Leviev's associates noted that his attempt to help Alexander stemmed from his assumption that this is what Alexander wanted.
However, when it became clear that Alexander's lawyers preferred to hold the court hearing on Yom Kippur, Leviev ceased his attempts to help.
Leviev's associates stressed that except for his attempt to help Alexander over Yom Kippur, Leviev is in no way involved in Alexander's case.
Leviev, one of the most powerful diamond merchants in the world, is involved in diamond mining in Namibia. He has four platforms that mine diamonds from the seabed by bringing up material from the ocean floor that also contains diamonds.

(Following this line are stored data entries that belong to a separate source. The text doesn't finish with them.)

//! Optional progress reporting while pairing.
//!
//! Progress is purely cosmetic: whichever [Progress] is used, pairing output stays the same.
use indicatif::{ProgressBar, ProgressStyle};
use log::warn;

/// Presence of this environment variable (whatever its value) disables the progress bar.
pub const NO_PROGRESS: &str = "NO_PROGRESS";

const TEMPLATE: &str = "[{elapsed_precise}] [{bar:40.cyan/blue}] {human_pos}/{human_len} groups";

/// Receives pairing progress, one tick per sentence group.
pub trait Progress {
    fn start(&mut self, _groups: u64) {}
    fn tick(&mut self) {}
    fn finish(&mut self) {}
}

/// Does nothing.
#[derive(Debug, Default)]
pub struct NoProgress;

impl Progress for NoProgress {}

/// Progress bar drawn on stderr.
pub struct Bar {
    bar: ProgressBar,
}

impl Bar {
    pub fn new() -> Result<Self, indicatif::style::TemplateError> {
        let style = ProgressStyle::with_template(TEMPLATE)?.progress_chars("█▓▒░-");
        Ok(Self {
            bar: ProgressBar::new(0).with_style(style),
        })
    }
}

impl Progress for Bar {
    fn start(&mut self, groups: u64) {
        self.bar.set_length(groups);
    }

    fn tick(&mut self) {
        self.bar.inc(1);
    }

    fn finish(&mut self) {
        self.bar.finish_and_clear();
    }
}

/// Whether [NO_PROGRESS] is set.
pub fn disabled() -> bool {
    std::env::var_os(NO_PROGRESS).is_some()
}

/// Get a progress reporter according to the environment.
///
/// Failing to build the progress bar is not an error, we just proceed without it.
pub fn from_env() -> Box<dyn Progress> {
    if disabled() {
        return Box::new(NoProgress);
    }

    match Bar::new() {
        Ok(bar) => Box::new(bar),
        Err(e) => {
            warn!("Unable to set up progress bar ({}). Proceeding without.", e);
            Box::new(NoProgress)
        }
    }
}
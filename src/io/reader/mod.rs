/*! Corpus reading utilities

[textreader] deals with raw lines, [corpus] turns them into sentences.
!*/
pub mod corpus;
mod textreader;

pub use corpus::{parse_lines, read_corpus};
pub use textreader::LineReader;
//! # compile
//!
//! Compiles a corpus of old/modern sentence variants into every old/modern pairing,
//! in a machine-readable format.
//!
//! ```sh
//! compile tab_separated > pairings.tsv
//! ```
//!
//! The corpus is read from `corpus.dat` in the working directory unless `--corpus` is given.
//! Set `NO_PROGRESS` to disable the progress bar, and `RUST_LOG` to get logs.
use std::io::Write;

use corpus_compile::{error::Error, pipeline, progress};
use structopt::StructOpt;

#[macro_use]
extern crate log;

mod cli;

fn main() {
    env_logger::init();

    let opt = cli::Compile::from_args();
    debug!("cli args\n{:#?}", opt);

    let compile = pipeline::Compile::new(opt.corpus, opt.output_type);
    let mut progress = progress::from_env();

    let result = compile.run(progress.as_mut()).and_then(|encoded| {
        let mut stdout = std::io::stdout().lock();
        writeln!(stdout, "{}", encoded)?;
        Ok(())
    });

    if let Err(e) = result {
        match e {
            Error::InputNotFound(_) => eprintln!("{}", e),
            e => eprintln!("Error parsing corpus:\n{}", e),
        }
        eprintln!("Unable to load sentences");
        std::process::exit(1);
    }
}
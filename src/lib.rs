pub mod encoding;
pub mod error;
pub mod io;
pub mod pipeline;
pub mod processing;
pub mod progress;
pub mod sentence;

In addition, Leviev built a diamond polishing plant in Windhoek, the capital of Namibia. The plant employs over 500 local workers, who all learned the diamond trade through Leviev and his businesses.
Leviev is apparently the first diamond baron to expand his mining activities in Africa to also include polishing and other forms of processing in the countries where the diamonds are mined. This is partly a result of demands by these African countries for greater involvement in the upscale end of the diamond trade, rather than merely serving as sources of raw gemstones.
Leviev has widespread business dealings not only in Israel, but also in Russia and other African countries. (Ora Coren)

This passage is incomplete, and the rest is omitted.